*Exercise*. Transcribe the stretch of entries below from the line with "import is installed" through the line with "in insertion order", exactly and with both ends included; leave out all other lines.

*The records*.
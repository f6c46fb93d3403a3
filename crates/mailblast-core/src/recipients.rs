//! Recipient set - the working list of addressees of a campaign
//!
//! Identity is the email address. Single-record mutations validate identity;
//! bulk replacement collapses duplicates instead of rejecting them.

use mailblast_common::types::{is_valid_email, Recipient, RecipientPatch};
use mailblast_common::ValidationError;
use std::collections::HashMap;
use tracing::debug;

/// Ordered set of recipients keyed by email
#[derive(Debug, Clone, Default, PartialEq, Eq)]
pub struct RecipientSet {
    entries: Vec<Recipient>,
}

impl RecipientSet {
    pub fn new() -> Self {
        Self::default()
    }

    /// Build a set the same way a bulk import is installed
    pub fn from_list(list: Vec<Recipient>) -> Self {
        let mut set = Self::new();
        set.replace_all(list);
        set
    }

    pub fn len(&self) -> usize {
        self.entries.len()
    }

    pub fn is_empty(&self) -> bool {
        self.entries.is_empty()
    }

    /// Recipients in insertion order
    pub fn iter(&self) -> impl Iterator<Item = &Recipient> {
        self.entries.iter()
    }

    pub fn as_slice(&self) -> &[Recipient] {
        &self.entries
    }

    pub fn emails(&self) -> Vec<&str> {
        self.entries.iter().map(|r| r.email.as_str()).collect()
    }

    pub fn get(&self, email: &str) -> Option<&Recipient> {
        let email = email.trim();
        self.entries.iter().find(|r| r.email == email)
    }

    pub fn contains(&self, email: &str) -> bool {
        self.get(email).is_some()
    }

    pub fn first(&self) -> Option<&Recipient> {
        self.entries.first()
    }

    /// Add a single recipient. Rejects malformed and already present emails.
    pub fn add(&mut self, mut recipient: Recipient) -> Result<(), ValidationError> {
        recipient.email = recipient.email.trim().to_string();

        if !is_valid_email(&recipient.email) {
            return Err(ValidationError::InvalidEmail(recipient.email));
        }

        if self.contains(&recipient.email) {
            return Err(ValidationError::DuplicateRecipient(recipient.email));
        }

        debug!(email = %recipient.email, "Adding recipient");
        self.entries.push(recipient);
        Ok(())
    }

    /// Edit a recipient in place. The email itself cannot change here.
    pub fn edit(
        &mut self,
        email: &str,
        patch: RecipientPatch,
    ) -> Result<&Recipient, ValidationError> {
        let email = email.trim();
        let recipient = self
            .entries
            .iter_mut()
            .find(|r| r.email == email)
            .ok_or_else(|| ValidationError::RecipientNotFound(email.to_string()))?;

        patch.apply(recipient);
        Ok(&*recipient)
    }

    pub fn remove(&mut self, email: &str) -> Result<Recipient, ValidationError> {
        let email = email.trim();
        let index = self
            .entries
            .iter()
            .position(|r| r.email == email)
            .ok_or_else(|| ValidationError::RecipientNotFound(email.to_string()))?;

        Ok(self.entries.remove(index))
    }

    /// Replace the whole set. Duplicate emails in `list` collapse to their last
    /// occurrence. Returns the number of entries dropped by collapsing.
    pub fn replace_all(&mut self, list: Vec<Recipient>) -> usize {
        let incoming = list.len();

        let mut last_index: HashMap<String, usize> = HashMap::with_capacity(incoming);
        let mut trimmed = Vec::with_capacity(incoming);
        for (index, mut recipient) in list.into_iter().enumerate() {
            recipient.email = recipient.email.trim().to_string();
            last_index.insert(recipient.email.clone(), index);
            trimmed.push(recipient);
        }

        self.entries = trimmed
            .into_iter()
            .enumerate()
            .filter(|(index, r)| last_index.get(&r.email) == Some(index))
            .map(|(_, r)| r)
            .collect();

        let collapsed = incoming - self.entries.len();
        if collapsed > 0 {
            debug!(collapsed, "Collapsed duplicate emails in bulk list");
        }
        collapsed
    }

    pub fn clear(&mut self) {
        self.entries.clear();
    }

    pub fn into_vec(self) -> Vec<Recipient> {
        self.entries
    }
}

#[cfg(test)]
mod tests {
    use super::*;
    use pretty_assertions::assert_eq;

    fn sample() -> RecipientSet {
        let mut set = RecipientSet::new();
        set.add(Recipient::new("a@x.com", "A")).unwrap();
        set.add(Recipient::new("b@x.com", "B")).unwrap();
        set
    }

    #[test]
    fn test_duplicate_add_is_rejected() {
        let mut set = sample();

        let err = set.add(Recipient::new("a@x.com", "Another A")).unwrap_err();
        assert_eq!(err, ValidationError::DuplicateRecipient("a@x.com".to_string()));
        assert_eq!(set.len(), 2);
        assert_eq!(set.get("a@x.com").unwrap().name, "A");
    }

    #[test]
    fn test_add_trims_before_comparing() {
        let mut set = sample();
        let err = set.add(Recipient::new("  b@x.com ", "B")).unwrap_err();
        assert!(matches!(err, ValidationError::DuplicateRecipient(_)));
    }

    #[test]
    fn test_add_rejects_invalid_email() {
        let mut set = RecipientSet::new();
        let err = set.add(Recipient::new("nobody", "N")).unwrap_err();
        assert_eq!(err, ValidationError::InvalidEmail("nobody".to_string()));
        assert!(set.is_empty());
    }

    #[test]
    fn test_edit_by_email() {
        let mut set = sample();

        let patch = RecipientPatch {
            name: Some("Bea".to_string()),
            attachment: Some(Some("bonus.pdf".to_string())),
            ..Default::default()
        };
        let edited = set.edit("b@x.com", patch).unwrap();
        assert_eq!(edited.name, "Bea");
        assert_eq!(edited.email, "b@x.com");
        assert_eq!(edited.attachment.as_deref(), Some("bonus.pdf"));
    }

    #[test]
    fn test_edit_missing_recipient() {
        let mut set = sample();
        let err = set.edit("zz@x.com", RecipientPatch::default()).unwrap_err();
        assert_eq!(err, ValidationError::RecipientNotFound("zz@x.com".to_string()));
    }

    #[test]
    fn test_remove() {
        let mut set = sample();
        let removed = set.remove("a@x.com").unwrap();
        assert_eq!(removed.name, "A");
        assert_eq!(set.emails(), vec!["b@x.com"]);
        assert!(set.remove("a@x.com").is_err());
    }

    #[test]
    fn test_replace_all_last_write_wins() {
        let mut set = sample();

        let collapsed = set.replace_all(vec![
            Recipient::new("c@x.com", "C1"),
            Recipient::new("d@x.com", "D"),
            Recipient::new("c@x.com", "C2"),
        ]);

        assert_eq!(collapsed, 1);
        assert_eq!(set.emails(), vec!["d@x.com", "c@x.com"]);
        assert_eq!(set.get("c@x.com").unwrap().name, "C2");
    }

    #[test]
    fn test_replace_all_skips_validation() {
        let set = RecipientSet::from_list(vec![Recipient::new("not-an-email", "X")]);
        assert_eq!(set.len(), 1);
    }

    #[test]
    fn test_insertion_order_is_kept() {
        let mut set = RecipientSet::new();
        for email in ["z@x.com", "m@x.com", "a@x.com"] {
            set.add(Recipient::new(email, "")).unwrap();
        }
        assert_eq!(set.emails(), vec!["z@x.com", "m@x.com", "a@x.com"]);
    }
}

*Response for this exercise*.
    /// Build a set the same way a bulk import is installed
    pub fn from_list(list: Vec<Recipient>) -> Self {
        let mut set = Self::new();
        set.replace_all(list);
        set
    }

    pub fn len(&self) -> usize {
        self.entries.len()
    }

    pub fn is_empty(&self) -> bool {
        self.entries.is_empty()
    }

    /// Recipients in insertion order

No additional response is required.